Your answer should be every line of the entries that has the string "const" in it.

◆ Input for this task:
=== Section Start ===

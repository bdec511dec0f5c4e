//! Command-line front end: argument parsing, file opening, and rendering of
//! predictions and errors. All numeric work lives in the library.

use std::fs::File;
use std::io::{self, BufReader, Write};
use std::path::PathBuf;
use std::process::ExitCode;

use clap::{ArgAction, Parser};

use knn::{Config, Engine, Error, Prediction, Task};

// sysexits-style codes.
const EX_USAGE: u8 = 64;
const EX_DATAERR: u8 = 65;
const EX_IOERR: u8 = 74;

/// k-nearest-neighbor classification and regression over a comma-separated
/// table.
///
/// Queries are read from stdin in the same column order as FILE, minus the
/// label column, one query per line.
#[derive(Parser, Debug)]
#[command(name = "knn", version, about)]
struct Cli {
    /// Classify data read from stdin.
    #[arg(
        short = 'c',
        long,
        action = ArgAction::SetTrue,
        conflicts_with = "regression"
    )]
    classification: bool,

    /// Predict the dependent variable in the label column; requires
    /// --label-column.
    #[arg(
        short = 'r',
        long,
        action = ArgAction::SetTrue,
        requires = "label_column"
    )]
    regression: bool,

    /// Column number to use as the label, 0-indexed. Inferred from the data
    /// when omitted; required for regression and for tables with no
    /// non-numeric column.
    #[arg(short = 'l', long = "label-column")]
    label_column: Option<usize>,

    /// Number of nearest neighbors per query.
    #[arg(short = 'k', long = "k-nearest", default_value_t = 5)]
    k: usize,

    /// Number of worker threads for the distance pass.
    #[arg(short = 't', long, default_value_t = 4)]
    threads: usize,

    /// Comma-separated value file in which the first row may be a header.
    /// At most one column may be non-numeric; that column is the label.
    file: PathBuf,
}

fn main() -> ExitCode {
    env_logger::init();
    let cli = Cli::parse();

    if cli.k == 0 {
        eprintln!("-k/--k-nearest must be at least 1");
        return ExitCode::from(EX_USAGE);
    }
    if cli.threads == 0 {
        eprintln!("-t/--threads must be at least 1");
        return ExitCode::from(EX_USAGE);
    }

    let task = if cli.regression {
        Task::Regression
    } else {
        Task::Classification
    };
    let config = Config {
        task,
        label_column: cli.label_column,
        k: cli.k,
        thread_count: cli.threads,
        training_file: cli.file,
    };

    let file = match File::open(&config.training_file) {
        Ok(file) => file,
        Err(err) => {
            eprintln!(
                "file '{}' does not exist or could not be opened: {err}",
                config.training_file.display()
            );
            return ExitCode::from(EX_IOERR);
        }
    };
    let mut reader = BufReader::new(file);

    let engine = match Engine::from_reader(&config, &mut reader) {
        Ok(engine) => engine,
        Err(err) => {
            eprintln!("{}: {err}", config.training_file.display());
            return ExitCode::from(exit_code(&err));
        }
    };

    println!("Training data parsed");
    println!("Reading input queries in same format as input file, one query per line");
    println!("Use Ctrl-D to end queries");

    let stdin = io::stdin();
    let stdout = io::stdout();
    let mut out = stdout.lock();
    let result = engine.run(stdin.lock(), |line_no, outcome| match outcome {
        Ok(Prediction::Label(label)) => {
            let _ = writeln!(out, "Predicted data point classification: {label}");
        }
        Ok(Prediction::Value(value)) => {
            let _ = writeln!(out, "Predicted output feature: {value}");
        }
        Err(err) => eprintln!("query line {line_no}: {err}"),
    });

    match result {
        Ok(()) => ExitCode::SUCCESS,
        Err(err) => {
            eprintln!("{err}");
            ExitCode::from(exit_code(&err))
        }
    }
}

fn exit_code(err: &Error) -> u8 {
    match err {
        Error::Io(_) => EX_IOERR,
        _ => EX_DATAERR,
    }
}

=== Section End ===

◆ Result for this exercise:
const EX_USAGE: u8 = 64;
const EX_DATAERR: u8 = 65;
const EX_IOERR: u8 = 74;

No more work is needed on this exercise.